Abstract The oriented assembly of heterostructures at the boundaries of nanosheets offers substantial advantages over surface‐based heterostructures, owing to their enhanced built‐in electric fields, more efficient charge transport pathways, and greater accessibility of active sites. However, the precise design of boundary‐engineered heterojunctions remains challenging due to the complex process and unclear growth mechanism. Herein, the development of a boundary‐engineered heterojunction is reported by loading Ce‐Ni(OH) 2 onto the edges of Co‐MOF nanosheets through a regulated electrodeposition process, driven by boundary effect induced by Ce single‐atom doping. A systematic investigation is conducted to explore the effects of boundary effect on the construction of boundary‐engineered heterojunctions.
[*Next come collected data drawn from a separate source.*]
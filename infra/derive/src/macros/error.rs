use super::util::derived_trait_names;
use proc_macro2::TokenStream;
use quote::{format_ident, quote};
use syn::{Attribute, Data, DeriveInput, Field, Fields, FieldsNamed, Ident, Type, Variant};

/// Everything the expansion needs to know about a single error variant.
struct VariantInfo<'a> {
    ident: &'a Ident,
    source: Option<(&'a Ident, &'a Type)>,
    has_context: bool,
    cfg_attrs: Vec<Attribute>,
}

impl VariantInfo<'_> {
    fn is_internal(&self) -> bool {
        self.ident == "Internal"
    }
}

pub fn expand_derive(input: DeriveInput) -> TokenStream {
    let name = &input.ident;
    let ext_trait = format_ident!("{}Ext", name);

    let Data::Enum(data) = &input.data else {
        return quote! { compile_error!("psf_error can only be applied to enums"); };
    };

    let variants = match data.variants.iter().map(inspect_variant).collect::<Result<Vec<_>, _>>()
    {
        Ok(variants) => variants,
        Err(err) => return err,
    };

    if let Some(orphan) = variants.iter().find(|v| v.source.is_some() && !v.has_context) {
        return syn::Error::new_spanned(
            orphan.ident,
            "psf_error requires `context: Option<Cow<'static, str>>` next to a source field",
        )
        .to_compile_error();
    }

    let derives = missing_derives(&input);
    let ext_impl = context_trait(name, &ext_trait, &variants);
    let source_impls = variants.iter().filter_map(|v| source_conversions(name, &ext_trait, v));
    let internal_impls = internal_conversions(name, &variants);

    quote! {
        #[allow(non_shorthand_field_patterns)]
        #derives
        #input

        #ext_impl
        #(#source_impls)*
        #internal_impls

        #[allow(dead_code)]
        fn format_context(context: &Option<std::borrow::Cow<'static, str>>) -> std::borrow::Cow<'static, str> {
            match context {
                Some(c) => std::borrow::Cow::Owned(format!(" ({c})")),
                None => std::borrow::Cow::Borrowed(""),
            }
        }
    }
}

fn missing_derives(input: &DeriveInput) -> TokenStream {
    let present = derived_trait_names(&input.attrs);
    let mut wanted = Vec::new();
    if !present.contains("Debug") {
        wanted.push(quote! { Debug });
    }
    if !present.contains("Error") {
        wanted.push(quote! { ::thiserror::Error });
    }
    if wanted.is_empty() { quote! {} } else { quote! { #[derive(#(#wanted),*)] } }
}

fn inspect_variant(variant: &Variant) -> Result<VariantInfo<'_>, TokenStream> {
    let Fields::Named(fields) = &variant.fields else {
        return Err(syn::Error::new_spanned(
            variant,
            "psf_error requires named fields so source/context can be wired",
        )
        .to_compile_error());
    };

    let has_context = context_field(fields)?.is_some();
    let source = fields
        .named
        .iter()
        .find(|field| is_source_field(field))
        .and_then(|field| field.ident.as_ref().map(|ident| (ident, &field.ty)));

    Ok(VariantInfo {
        ident: &variant.ident,
        source,
        has_context,
        cfg_attrs: variant.attrs.iter().filter(|a| a.path().is_ident("cfg")).cloned().collect(),
    })
}

fn context_field(fields: &FieldsNamed) -> Result<Option<&Field>, TokenStream> {
    let Some(field) =
        fields.named.iter().find(|f| f.ident.as_ref().is_some_and(|ident| ident == "context"))
    else {
        return Ok(None);
    };

    if is_optional_static_cow(&field.ty) {
        Ok(Some(field))
    } else {
        Err(syn::Error::new_spanned(&field.ty, "context field must be Option<Cow<'static, str>>")
            .to_compile_error())
    }
}

fn is_source_field(field: &Field) -> bool {
    field.ident.as_ref().is_some_and(|ident| ident == "source")
        || field.attrs.iter().any(|a| a.path().is_ident("source") || a.path().is_ident("from"))
}

fn context_trait(name: &Ident, ext_trait: &Ident, variants: &[VariantInfo<'_>]) -> TokenStream {
    let arms = variants.iter().filter(|v| v.has_context).map(|v| {
        let cfg_attrs = &v.cfg_attrs;
        let ident = v.ident;
        quote! { #(#cfg_attrs)* #name::#ident { context: slot, .. } => *slot = Some(context.into()), }
    });

    quote! {
        pub trait #ext_trait<T> {
            fn context(self, context: impl Into<std::borrow::Cow<'static, str>>) -> Result<T, #name>;
        }

        #[automatically_derived]
        impl<T> #ext_trait<T> for Result<T, #name> {
            #[inline]
            fn context(self, context: impl Into<std::borrow::Cow<'static, str>>) -> Self {
                self.map_err(|mut err| {
                    match &mut err {
                        #( #arms )*
                        _ => {}
                    }
                    err
                })
            }
        }
    }
}

fn source_conversions(
    name: &Ident,
    ext_trait: &Ident,
    variant: &VariantInfo<'_>,
) -> Option<TokenStream> {
    if variant.is_internal() {
        return None;
    }
    let (field, ty) = variant.source?;
    let ident = variant.ident;
    let cfg_attrs = &variant.cfg_attrs;

    Some(quote! {
        #(#cfg_attrs)*
        #[automatically_derived]
        impl From<#ty> for #name {
            #[inline]
            fn from(#field: #ty) -> Self { Self::#ident { #field, context: None } }
        }

        #(#cfg_attrs)*
        impl<T> #ext_trait<T> for std::result::Result<T, #ty> {
            #[inline]
            fn context(self, context: impl Into<std::borrow::Cow<'static, str>>) -> std::result::Result<T, #name> {
                self.map_err(|#field| #name::#ident { #field, context: Some(context.into()) })
            }
        }
    })
}

fn internal_conversions(name: &Ident, variants: &[VariantInfo<'_>]) -> TokenStream {
    let Some(internal) = variants.iter().find(|v| v.is_internal()) else {
        return quote! {};
    };
    let cfg_attrs = &internal.cfg_attrs;

    quote! {
        #(#cfg_attrs)*
        impl From<&'static str> for #name {
            #[inline]
            fn from(s: &'static str) -> Self { Self::Internal { message: std::borrow::Cow::Borrowed(s), context: None } }
        }
        #(#cfg_attrs)*
        impl From<String> for #name {
            #[inline]
            fn from(s: String) -> Self { Self::Internal { message: std::borrow::Cow::Owned(s), context: None } }
        }
    }
}

/// Matches `Option<Cow<'static, str>>` (with any path prefix on either type).
fn is_optional_static_cow(ty: &Type) -> bool {
    let Some(option) = last_segment(ty) else { return false };
    if option.ident != "Option" {
        return false;
    }
    let Some(syn::GenericArgument::Type(inner)) = generic_args(option).and_then(|a| a.first())
    else {
        return false;
    };
    let Some(cow) = last_segment(inner) else { return false };
    if cow.ident != "Cow" {
        return false;
    }
    let Some(args) = generic_args(cow) else { return false };

    matches!(
        (args.first(), args.iter().nth(1)),
        (Some(syn::GenericArgument::Lifetime(lt)), Some(syn::GenericArgument::Type(target)))
            if lt.ident == "static" && last_segment(target).is_some_and(|s| s.ident == "str")
    )
}

fn last_segment(ty: &Type) -> Option<&syn::PathSegment> {
    match ty {
        Type::Path(path) => path.path.segments.last(),
        _ => None,
    }
}

fn generic_args(
    segment: &syn::PathSegment,
) -> Option<&syn::punctuated::Punctuated<syn::GenericArgument, syn::Token![,]>> {
    match &segment.arguments {
        syn::PathArguments::AngleBracketed(args) => Some(&args.args),
        _ => None,
    }
}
The Co‐MOF/Ce‐Ni(OH) 2 @CC exhibits superior oxygen evolution reaction (OER) activity, achieving an ultra‐low overpotential of 140 mV at 10 mA cm −2 in 1 M KOH. Enhanced by density functional theory (DFT) calculations and in situ Raman characterization, the Ce single‐atom acts as an electron reservoir for Ni sites via the Ce─O─Ni chain during OER, thereby facilitating electron transfer from Ni(OH) 2 to Co‐MOF. This promotes the formation of NiOOH and boosts the OER activity. Furthermore, the Kelvin probe force microscopy (KPFM) analysis reveals that the incorporation of Ce intensifies the local electric field at the nanosheet boundary, and facilitates the deposition of Ni(OH) 2 on the edges, thereby promoting the formation of boundary‐engineered heterojunctions.